Every line with the string "usize" should be copied from the data.
START AVAILABLE DATA
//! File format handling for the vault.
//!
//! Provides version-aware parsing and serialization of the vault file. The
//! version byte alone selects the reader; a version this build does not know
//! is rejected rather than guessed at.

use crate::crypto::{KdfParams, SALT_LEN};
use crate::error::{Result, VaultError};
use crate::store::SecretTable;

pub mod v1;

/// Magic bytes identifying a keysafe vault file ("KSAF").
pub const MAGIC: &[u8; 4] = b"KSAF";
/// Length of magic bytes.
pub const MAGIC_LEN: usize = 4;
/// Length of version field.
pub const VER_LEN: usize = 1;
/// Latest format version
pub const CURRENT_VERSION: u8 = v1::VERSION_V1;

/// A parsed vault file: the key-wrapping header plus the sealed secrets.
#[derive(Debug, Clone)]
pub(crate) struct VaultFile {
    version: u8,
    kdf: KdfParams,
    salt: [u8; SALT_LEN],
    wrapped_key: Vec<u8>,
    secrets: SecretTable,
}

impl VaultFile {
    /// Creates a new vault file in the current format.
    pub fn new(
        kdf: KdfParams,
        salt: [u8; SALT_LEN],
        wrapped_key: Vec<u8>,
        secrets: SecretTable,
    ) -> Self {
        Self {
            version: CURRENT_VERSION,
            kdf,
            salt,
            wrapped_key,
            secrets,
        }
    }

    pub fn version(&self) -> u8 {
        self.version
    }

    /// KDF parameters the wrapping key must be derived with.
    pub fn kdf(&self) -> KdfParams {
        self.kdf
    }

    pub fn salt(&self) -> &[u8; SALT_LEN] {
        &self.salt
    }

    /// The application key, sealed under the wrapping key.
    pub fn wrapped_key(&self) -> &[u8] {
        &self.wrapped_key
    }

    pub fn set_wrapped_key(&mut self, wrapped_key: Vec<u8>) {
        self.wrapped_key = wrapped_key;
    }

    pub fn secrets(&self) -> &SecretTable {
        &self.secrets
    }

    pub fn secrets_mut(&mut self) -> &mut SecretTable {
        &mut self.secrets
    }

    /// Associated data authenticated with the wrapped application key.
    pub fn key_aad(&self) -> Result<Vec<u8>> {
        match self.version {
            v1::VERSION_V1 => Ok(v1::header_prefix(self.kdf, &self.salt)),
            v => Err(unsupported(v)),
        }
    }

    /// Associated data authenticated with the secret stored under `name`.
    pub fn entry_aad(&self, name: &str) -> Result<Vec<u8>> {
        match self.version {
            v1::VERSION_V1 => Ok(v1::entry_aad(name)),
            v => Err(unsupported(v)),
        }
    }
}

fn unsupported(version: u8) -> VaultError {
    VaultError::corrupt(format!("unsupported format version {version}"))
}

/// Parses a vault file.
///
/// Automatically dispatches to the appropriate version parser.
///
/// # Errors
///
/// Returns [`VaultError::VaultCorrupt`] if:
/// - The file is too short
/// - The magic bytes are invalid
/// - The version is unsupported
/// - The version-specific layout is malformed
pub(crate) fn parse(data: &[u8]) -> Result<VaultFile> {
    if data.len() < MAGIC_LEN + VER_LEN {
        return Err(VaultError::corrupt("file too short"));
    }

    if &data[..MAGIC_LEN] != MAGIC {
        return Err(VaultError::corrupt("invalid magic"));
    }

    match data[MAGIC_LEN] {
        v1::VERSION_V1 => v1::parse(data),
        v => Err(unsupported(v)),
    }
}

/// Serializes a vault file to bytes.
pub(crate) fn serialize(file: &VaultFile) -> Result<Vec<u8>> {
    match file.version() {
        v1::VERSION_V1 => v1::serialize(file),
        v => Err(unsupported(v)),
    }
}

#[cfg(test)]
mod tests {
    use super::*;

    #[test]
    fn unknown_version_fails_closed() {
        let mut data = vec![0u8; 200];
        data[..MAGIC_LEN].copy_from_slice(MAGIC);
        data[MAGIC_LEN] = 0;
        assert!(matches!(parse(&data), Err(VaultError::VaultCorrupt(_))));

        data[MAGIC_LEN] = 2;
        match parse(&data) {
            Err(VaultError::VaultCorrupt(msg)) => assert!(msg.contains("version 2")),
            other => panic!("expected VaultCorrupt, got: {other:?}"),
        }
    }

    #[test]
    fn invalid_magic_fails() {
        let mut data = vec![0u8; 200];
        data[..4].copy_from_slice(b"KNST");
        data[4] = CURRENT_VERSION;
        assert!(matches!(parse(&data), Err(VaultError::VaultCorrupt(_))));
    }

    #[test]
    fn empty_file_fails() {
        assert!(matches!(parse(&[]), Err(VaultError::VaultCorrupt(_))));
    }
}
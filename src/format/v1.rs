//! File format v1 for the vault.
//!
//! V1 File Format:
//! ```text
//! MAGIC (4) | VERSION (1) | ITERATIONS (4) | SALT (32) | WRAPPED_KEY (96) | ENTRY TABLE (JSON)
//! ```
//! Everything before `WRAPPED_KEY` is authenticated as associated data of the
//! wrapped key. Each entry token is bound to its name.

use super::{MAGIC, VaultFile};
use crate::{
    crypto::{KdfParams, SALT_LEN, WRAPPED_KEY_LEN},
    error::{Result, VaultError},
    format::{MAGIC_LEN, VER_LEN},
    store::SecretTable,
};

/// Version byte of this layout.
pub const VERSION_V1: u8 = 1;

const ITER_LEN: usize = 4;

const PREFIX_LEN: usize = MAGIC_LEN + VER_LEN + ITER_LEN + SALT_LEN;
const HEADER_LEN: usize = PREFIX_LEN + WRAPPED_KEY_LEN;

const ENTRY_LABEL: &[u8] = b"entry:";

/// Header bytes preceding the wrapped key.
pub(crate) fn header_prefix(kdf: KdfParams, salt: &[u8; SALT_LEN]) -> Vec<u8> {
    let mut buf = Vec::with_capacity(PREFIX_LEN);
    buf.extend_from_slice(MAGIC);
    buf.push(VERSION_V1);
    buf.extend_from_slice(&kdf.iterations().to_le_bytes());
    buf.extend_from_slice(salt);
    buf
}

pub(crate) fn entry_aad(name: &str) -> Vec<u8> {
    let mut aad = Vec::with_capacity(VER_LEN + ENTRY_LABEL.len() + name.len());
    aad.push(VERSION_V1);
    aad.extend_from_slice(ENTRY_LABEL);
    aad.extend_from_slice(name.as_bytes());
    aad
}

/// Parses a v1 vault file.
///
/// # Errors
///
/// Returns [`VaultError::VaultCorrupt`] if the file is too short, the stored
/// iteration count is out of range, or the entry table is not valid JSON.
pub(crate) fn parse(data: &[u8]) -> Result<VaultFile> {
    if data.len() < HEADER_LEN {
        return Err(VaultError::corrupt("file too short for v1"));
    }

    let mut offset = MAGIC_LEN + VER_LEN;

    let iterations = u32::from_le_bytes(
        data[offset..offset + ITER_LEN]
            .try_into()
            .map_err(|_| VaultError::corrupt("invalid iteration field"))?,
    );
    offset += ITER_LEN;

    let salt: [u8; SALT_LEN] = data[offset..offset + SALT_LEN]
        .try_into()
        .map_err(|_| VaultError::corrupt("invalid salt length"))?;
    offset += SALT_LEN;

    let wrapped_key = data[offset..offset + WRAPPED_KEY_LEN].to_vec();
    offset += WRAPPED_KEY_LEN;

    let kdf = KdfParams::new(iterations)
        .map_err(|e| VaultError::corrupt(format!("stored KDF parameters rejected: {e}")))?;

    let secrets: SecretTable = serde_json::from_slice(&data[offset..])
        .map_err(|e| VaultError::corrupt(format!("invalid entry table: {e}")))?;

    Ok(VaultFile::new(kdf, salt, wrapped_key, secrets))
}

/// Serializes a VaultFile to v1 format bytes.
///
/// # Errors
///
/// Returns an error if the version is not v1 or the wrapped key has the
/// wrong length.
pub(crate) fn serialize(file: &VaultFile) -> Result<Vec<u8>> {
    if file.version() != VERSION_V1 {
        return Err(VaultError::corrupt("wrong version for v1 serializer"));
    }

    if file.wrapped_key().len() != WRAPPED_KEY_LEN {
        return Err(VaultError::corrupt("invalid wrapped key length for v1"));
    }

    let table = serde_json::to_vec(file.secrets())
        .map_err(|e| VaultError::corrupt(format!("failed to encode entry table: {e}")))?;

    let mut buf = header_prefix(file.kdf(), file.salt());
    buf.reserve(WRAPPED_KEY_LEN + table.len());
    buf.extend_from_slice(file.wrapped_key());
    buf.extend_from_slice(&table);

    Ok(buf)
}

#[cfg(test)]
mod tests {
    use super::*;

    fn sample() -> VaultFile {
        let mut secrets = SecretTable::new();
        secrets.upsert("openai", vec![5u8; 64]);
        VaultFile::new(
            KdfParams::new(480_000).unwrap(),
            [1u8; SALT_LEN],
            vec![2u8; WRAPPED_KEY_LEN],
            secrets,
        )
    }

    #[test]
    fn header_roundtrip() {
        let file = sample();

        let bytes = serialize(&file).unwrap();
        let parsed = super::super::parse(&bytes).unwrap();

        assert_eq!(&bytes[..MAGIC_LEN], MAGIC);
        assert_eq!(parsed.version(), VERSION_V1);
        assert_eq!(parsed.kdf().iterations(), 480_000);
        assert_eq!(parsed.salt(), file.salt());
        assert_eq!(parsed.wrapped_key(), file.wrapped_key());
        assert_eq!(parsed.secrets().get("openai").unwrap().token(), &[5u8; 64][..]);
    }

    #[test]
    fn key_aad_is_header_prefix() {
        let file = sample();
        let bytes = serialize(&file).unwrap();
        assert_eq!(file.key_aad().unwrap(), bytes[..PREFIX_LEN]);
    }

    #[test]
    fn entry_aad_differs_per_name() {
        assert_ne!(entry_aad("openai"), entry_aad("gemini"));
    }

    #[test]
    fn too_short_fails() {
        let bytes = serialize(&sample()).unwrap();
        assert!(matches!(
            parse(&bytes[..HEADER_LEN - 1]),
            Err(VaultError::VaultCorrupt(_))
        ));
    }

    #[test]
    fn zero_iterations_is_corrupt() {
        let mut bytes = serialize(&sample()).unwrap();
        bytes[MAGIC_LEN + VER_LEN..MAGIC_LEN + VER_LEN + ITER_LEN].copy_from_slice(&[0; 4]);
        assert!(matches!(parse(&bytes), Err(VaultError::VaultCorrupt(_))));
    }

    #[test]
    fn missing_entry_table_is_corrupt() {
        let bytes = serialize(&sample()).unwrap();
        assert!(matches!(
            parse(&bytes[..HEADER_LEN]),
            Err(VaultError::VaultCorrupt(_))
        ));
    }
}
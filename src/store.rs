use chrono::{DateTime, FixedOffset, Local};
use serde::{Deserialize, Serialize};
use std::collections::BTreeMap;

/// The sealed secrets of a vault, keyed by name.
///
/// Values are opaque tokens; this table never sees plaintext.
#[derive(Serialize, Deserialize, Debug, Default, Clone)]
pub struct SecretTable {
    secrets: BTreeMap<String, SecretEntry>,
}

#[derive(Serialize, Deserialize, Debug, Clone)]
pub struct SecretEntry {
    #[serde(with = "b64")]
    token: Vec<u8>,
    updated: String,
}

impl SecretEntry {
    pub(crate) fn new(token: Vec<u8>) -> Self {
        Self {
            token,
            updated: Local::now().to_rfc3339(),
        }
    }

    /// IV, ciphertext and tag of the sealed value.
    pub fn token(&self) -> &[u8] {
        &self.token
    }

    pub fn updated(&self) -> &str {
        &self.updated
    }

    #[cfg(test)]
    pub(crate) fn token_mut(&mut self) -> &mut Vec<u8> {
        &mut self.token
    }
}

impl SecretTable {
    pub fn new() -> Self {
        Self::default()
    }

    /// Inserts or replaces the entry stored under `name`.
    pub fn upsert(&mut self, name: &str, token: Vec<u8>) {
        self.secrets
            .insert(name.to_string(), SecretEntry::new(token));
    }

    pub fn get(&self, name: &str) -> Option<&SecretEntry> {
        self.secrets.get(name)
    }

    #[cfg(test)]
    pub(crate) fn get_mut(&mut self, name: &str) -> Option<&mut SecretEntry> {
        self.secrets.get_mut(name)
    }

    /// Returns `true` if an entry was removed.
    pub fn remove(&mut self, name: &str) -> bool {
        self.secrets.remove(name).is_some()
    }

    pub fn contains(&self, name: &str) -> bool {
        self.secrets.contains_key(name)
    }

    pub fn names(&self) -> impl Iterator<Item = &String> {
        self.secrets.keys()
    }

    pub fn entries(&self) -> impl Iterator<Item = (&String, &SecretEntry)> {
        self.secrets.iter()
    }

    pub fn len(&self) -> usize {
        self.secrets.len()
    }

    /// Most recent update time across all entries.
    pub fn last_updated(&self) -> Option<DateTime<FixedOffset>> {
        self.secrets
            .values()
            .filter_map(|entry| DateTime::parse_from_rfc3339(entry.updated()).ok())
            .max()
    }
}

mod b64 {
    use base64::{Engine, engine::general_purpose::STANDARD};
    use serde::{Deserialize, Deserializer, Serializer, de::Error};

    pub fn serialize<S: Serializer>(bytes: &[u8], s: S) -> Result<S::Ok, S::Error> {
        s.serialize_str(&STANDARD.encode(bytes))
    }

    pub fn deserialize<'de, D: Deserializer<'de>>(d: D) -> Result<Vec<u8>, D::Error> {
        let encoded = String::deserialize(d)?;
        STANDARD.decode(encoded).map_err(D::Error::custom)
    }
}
END AVAILABLE DATA
_TASK OUTPUT_.
pub const MAGIC_LEN: usize = 4;
pub const VER_LEN: usize = 1;
const ITER_LEN: usize = 4;
const PREFIX_LEN: usize = MAGIC_LEN + VER_LEN + ITER_LEN + SALT_LEN;
const HEADER_LEN: usize = PREFIX_LEN + WRAPPED_KEY_LEN;
    pub fn len(&self) -> usize {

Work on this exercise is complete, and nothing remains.